Sherlock Holmes is the overall title given to the BBC Radio 4 radio dramatisations of the complete Sherlock Holmes stories, with Bert Coules as head writer, and featuring Clive Merrison as Holmes and Michael Williams as Dr Watson. Together, the two actors completed radio adaptations of every story in the canon of Sherlock Holmes between 1989 and 1998.

The episodes were not originally broadcast under an overall title, and aired in series with the same titles as the novels or short story collections that the episodes were adapted from. For instance, the first two episodes were based on the novel A Study in Scarlet and aired under that title on BBC Radio 4's Classic Serial programme.

Episodes of the series are available on CD as well as downloads, and are occasionally rebroadcast on BBC Radio 4 Extra.

Production

The BBC decided to produce radio adaptations of all sixty Sherlock Holmes stories by Arthur Conan Doyle due to the success of a 1988 radio adaptation of The Hound of the Baskervilles. David Johnston produced and directed the production, which was adapted by Bert Coules, and starred Roger Rees as Sherlock Holmes and Crawford Logan as Dr. Watson.

For the complete series of adaptations, Clive Merrison was cast as Holmes and Michael Williams as Watson. Both of the first two dramatisations of the series, adaptations of A Study in Scarlet and The Sign of the Four, were produced by David Johnston and directed by Ian Cotterell. Enyd Williams produced and directed the adaptation of The Valley of Fear and the 1998 version of The Hound of the Baskervilles. Each of the fifty-six short story adaptations were produced and directed by either Enyd Williams or Patrick Rayner. The head writer for the series was Bert Coules. The other writers were David Ashton, Michael Bakewell, Roger Danes, Robert Forrest, Denys Hawthorne, Gerry Jones, Peter Ling, Vincent McInerney and Peter Mackie.

The broadcast of the last dramatisation, the 1998 version of The Hound of the Baskervilles, marked the first time that the same two actors had played Holmes and Watson in dramatisations of all sixty stories on radio or any other medium. This was not accomplished again until 2016 when the American radio series The Classic Adventures of Sherlock Holmes was completed. It had almost been accomplished in the 1930s radio series The Adventures of Sherlock Holmes in which all but one of the stories (The Valley of Fear) were adapted.

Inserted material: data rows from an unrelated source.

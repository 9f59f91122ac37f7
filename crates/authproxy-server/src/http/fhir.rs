//! The `/api/*` blueprint: the bearer-protected profile endpoint, the
//! rewritten capability statement, and the bearer-protected / unsecured
//! FHIR proxies.

use std::collections::BTreeMap;

use axum::{
    body::Bytes,
    extract::{Path, RawQuery, State},
    http::{HeaderMap, HeaderName, HeaderValue, Method, StatusCode},
    response::{IntoResponse, Response},
};
use serde::Serialize;

use authproxy_auth::AuthError;
use authproxy_gateway::{ProxyRequest, ProxyResponse};

use crate::error::ApiError;
use crate::http::session::BearerToken;
use crate::state::AppState;

#[derive(Serialize)]
pub struct MeResponse {
    client_id: String,
    tokens: Vec<authproxy_storage::TokenInterest>,
}

pub async fn me(
    State(state): State<AppState>,
    BearerToken(access_token): BearerToken,
) -> Result<axum::Json<MeResponse>, ApiError> {
    let token = state.engine.verify_token(&access_token).await?;
    let user = state
        .store
        .find_user_by_id(token.user_id)
        .await
        .map_err(AuthError::from)?
        .ok_or_else(|| AuthError::NoUser {
            username: token.user_id.to_string(),
        })?;
    let tokens = state.engine.authorizations_for(token.user_id).await?;
    let interests = tokens.iter().map(|t| t.interest(&user.username)).collect();
    Ok(axum::Json(MeResponse {
        client_id: token.client_id,
        tokens: interests,
    }))
}

pub async fn metadata(State(state): State<AppState>) -> Result<axum::Json<serde_json::Value>, ApiError> {
    let base = state.config.base_url.clone().unwrap_or_default();
    let mut extensions = BTreeMap::new();
    extensions.insert("authorize".to_string(), format!("{base}/oauth/authorize"));
    extensions.insert("token".to_string(), format!("{base}/oauth/token"));
    extensions.insert("register".to_string(), format!("{base}/oauth/register"));

    let metadata_url = format!("{}/metadata", state.config.api_server.trim_end_matches('/'));
    let document = state.conformance.conformance(&metadata_url, &extensions).await?;
    Ok(axum::Json(document))
}

/// Bearer-protected proxy: verifies the token, runs it through
/// `RequestGuard` and `SecurityTagger`, then forwards upstream.
pub async fn fhir_proxy(
    State(state): State<AppState>,
    BearerToken(access_token): BearerToken,
    method: Method,
    Path(path): Path<String>,
    RawQuery(query): RawQuery,
    headers: HeaderMap,
    body: Bytes,
) -> Result<Response, ApiError> {
    let token = state.engine.verify_token(&access_token).await?;

    let incoming_query = parse_query(query.as_deref());
    state
        .guard
        .check(method.as_str(), &path, incoming_query.iter().map(|(k, _)| k.as_str()))?;

    let tagged_query = state.tagger.prepare_query(&path, &incoming_query, Some(&token));
    let incoming_headers = header_map_to_pairs(&headers);
    let outbound_headers = state.tagger.filter_headers(&incoming_headers);

    let response = forward(&state, method, &path, &tagged_query, outbound_headers, body).await?;
    Ok(response_to_axum(response))
}

/// Unsecured proxy: no bearer verification, no `RequestGuard`, no
/// `SecurityTagger` — caller-supplied headers and query parameters pass
/// through verbatim. Gated behind `enable_unsecure_fhir`.
pub async fn open_fhir_proxy(
    State(state): State<AppState>,
    method: Method,
    Path(path): Path<String>,
    RawQuery(query): RawQuery,
    headers: HeaderMap,
    body: Bytes,
) -> Result<Response, ApiError> {
    if !state.config.enable_unsecure_fhir {
        return Err(ApiError::NotFound {
            message: "unsecured FHIR proxy is disabled".to_string(),
        });
    }

    let incoming_query = parse_query(query.as_deref());
    let incoming_headers = header_map_to_pairs(&headers);
    let response = forward(&state, method, &path, &incoming_query, incoming_headers, body).await?;
    Ok(response_to_axum(response))
}

async fn forward(
    state: &AppState,
    method: Method,
    path: &str,
    query: &[(String, String)],
    headers: Vec<(String, String)>,
    body: Bytes,
) -> Result<ProxyResponse, ApiError> {
    let mut serializer = url::form_urlencoded::Serializer::new(String::new());
    for (name, value) in query {
        serializer.append_pair(name, value);
    }
    let query_string = serializer.finish();

    let mut url = format!("{}/{}", state.config.api_server.trim_end_matches('/'), path.trim_start_matches('/'));
    if !query_string.is_empty() {
        url.push('?');
        url.push_str(&query_string);
    }

    let response = state
        .pipeline
        .forward(ProxyRequest {
            method: method.to_string(),
            url,
            headers,
            body: body.to_vec(),
        })
        .await?;
    Ok(response)
}

fn parse_query(raw: Option<&str>) -> Vec<(String, String)> {
    url::form_urlencoded::parse(raw.unwrap_or("").as_bytes())
        .into_owned()
        .collect()
}

fn header_map_to_pairs(headers: &HeaderMap) -> Vec<(String, String)> {
    headers
        .iter()
        .map(|(name, value)| (name.to_string(), value.to_str().unwrap_or_default().to_string()))
        .collect()
}

fn response_to_axum(response: ProxyResponse) -> Response {
    let mut builder = axum::http::Response::builder()
        .status(StatusCode::from_u16(response.status).unwrap_or(StatusCode::BAD_GATEWAY));
    for (name, value) in &response.headers {
        if let (Ok(name), Ok(value)) = (HeaderName::try_from(name.as_str()), HeaderValue::try_from(value.as_str())) {
            builder = builder.header(name, value);
        }
    }
    builder
        .body(axum::body::Body::from(response.body))
        .unwrap_or_else(|_| StatusCode::INTERNAL_SERVER_ERROR.into_response())
}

Bert Coules wrote a book about the radio dramatisations of the Sherlock Holmes canon. The book, titled 221 BBC, also includes information about the follow-up BBC radio series The Further Adventures of Sherlock Holmes.

Episodes

A Study In Scarlet
Two one-hour episodes adapted from A Study In Scarlet were recorded October 1989, at BBC studios, Maida Vale, London and first broadcast on 5 and 12 November 1989.

The Sign of the Four
The following episodes were adapted from the novel The Sign of the Four.

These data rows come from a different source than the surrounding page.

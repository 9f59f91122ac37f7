//! Derives `_security` query-parameter values from the resolved bearer
//! token and strips caller-supplied ones; filters request headers to the
//! inbound allow-list.

use authproxy_storage::Token;

const INBOUND_HEADER_ALLOW_LIST: &[&str] = &["Accept", "Origin"];

/// Rewrites the outbound query string and header set for a proxied FHIR
/// request.
#[derive(Debug, Clone, Copy, Default)]
pub struct SecurityTagger;

impl SecurityTagger {
    /// Strips every inbound `_security` parameter, then — for a type-level
    /// search (exactly one path segment) — appends the two derived
    /// `_security` values.
    #[must_use]
    pub fn prepare_query(
        &self,
        path: &str,
        incoming: &[(String, String)],
        token: Option<&Token>,
    ) -> Vec<(String, String)> {
        let mut out: Vec<(String, String)> = incoming
            .iter()
            .filter(|(name, _)| name != "_security")
            .cloned()
            .collect();

        if Self::is_type_level_search(path) {
            match token {
                Some(token) => {
                    let labels = token
                        .security_labels
                        .iter()
                        .cloned()
                        .collect::<Vec<_>>()
                        .join(",");
                    out.push(("_security".to_string(), format!("public,{labels}")));
                    if let Some(patient_id) = &token.patient_id {
                        out.push(("_security".to_string(), format!("Patient/{patient_id}")));
                    }
                }
                None => out.push(("_security".to_string(), "public".to_string())),
            }
        }

        out
    }

    /// Retains only headers on the inbound allow-list (`Accept`, `Origin`),
    /// matched case-insensitively.
    #[must_use]
    pub fn filter_headers(&self, headers: &[(String, String)]) -> Vec<(String, String)> {
        headers
            .iter()
            .filter(|(name, _)| {
                INBOUND_HEADER_ALLOW_LIST
                    .iter()
                    .any(|allowed| allowed.eq_ignore_ascii_case(name))
            })
            .cloned()
            .collect()
    }

    fn is_type_level_search(path: &str) -> bool {
        path.trim_matches('/').split('/').filter(|s| !s.is_empty()).count() == 1
    }
}

#[cfg(test)]
mod tests {
    use super::*;
    use std::collections::BTreeSet;
    use time::OffsetDateTime;
    use uuid::Uuid;

    fn token(security_labels: &[&str], patient_id: Option<&str>) -> Token {
        Token {
            id: Uuid::new_v4(),
            client_id: "c1".into(),
            user_id: 1,
            patient_id: patient_id.map(str::to_string),
            token_type: "bearer".into(),
            access_token: Some("at".into()),
            refresh_token: Some("rt".into()),
            scopes: BTreeSet::new(),
            security_labels: security_labels.iter().map(|s| (*s).to_string()).collect(),
            expires: Some(OffsetDateTime::now_utc()),
            approval_expires: OffsetDateTime::now_utc(),
            created_at: OffsetDateTime::now_utc(),
        }
    }

    #[test]
    fn strips_inbound_security_params() {
        let tagger = SecurityTagger;
        let incoming = vec![("_security".to_string(), "forged".to_string())];
        let out = tagger.prepare_query("Observation/1/sub", &incoming, None);
        assert!(out.is_empty());
    }

    #[test]
    fn type_level_search_without_token_gets_public_only() {
        let tagger = SecurityTagger;
        let out = tagger.prepare_query("Observation", &[], None);
        assert_eq!(out, vec![("_security".to_string(), "public".to_string())]);
    }

    #[test]
    fn type_level_search_with_token_gets_labels_and_patient() {
        let tagger = SecurityTagger;
        let t = token(&["medications"], Some("smart-1"));
        let out = tagger.prepare_query("Observation", &[("category".to_string(), "vital-signs".to_string())], Some(&t));
        assert_eq!(
            out,
            vec![
                ("category".to_string(), "vital-signs".to_string()),
                ("_security".to_string(), "public,medications".to_string()),
                ("_security".to_string(), "Patient/smart-1".to_string()),
            ]
        );
    }

    #[test]
    fn read_by_id_gets_no_security_tagging() {
        let tagger = SecurityTagger;
        let t = token(&["medications"], Some("smart-1"));
        let out = tagger.prepare_query("Observation/42", &[], Some(&t));
        assert!(out.is_empty());
    }

    #[test]
    fn header_filter_is_case_insensitive_and_drops_everything_else() {
        let tagger = SecurityTagger;
        let headers = vec![
            ("accept".to_string(), "application/json".to_string()),
            ("Authorization".to_string(), "Bearer x".to_string()),
            ("Origin".to_string(), "https://app".to_string()),
        ];
        let out = tagger.filter_headers(&headers);
        assert_eq!(out.len(), 2);
        assert!(out.iter().any(|(k, _)| k == "accept"));
        assert!(out.iter().any(|(k, _)| k == "Origin"));
    }
}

The Adventures of Sherlock Holmes
The following episodes were adapted from the short story collection The Adventures of Sherlock Holmes.

The Memoirs of Sherlock Holmes
The following episodes were adapted from The Memoirs of Sherlock Holmes.

The Return of Sherlock Holmes
The following episodes were adapted from The Return of Sherlock Holmes.

His Last Bow
The following episodes were adapted from His Last Bow.

The Case-book of Sherlock Holmes
The following episodes were adapted from The Case-Book of Sherlock Holmes.

The Valley of Fear
The following episodes were adapted from the novel The Valley of Fear.

The Hound of the Baskervilles
The following episodes were adapted from the novel The Hound of the Baskervilles.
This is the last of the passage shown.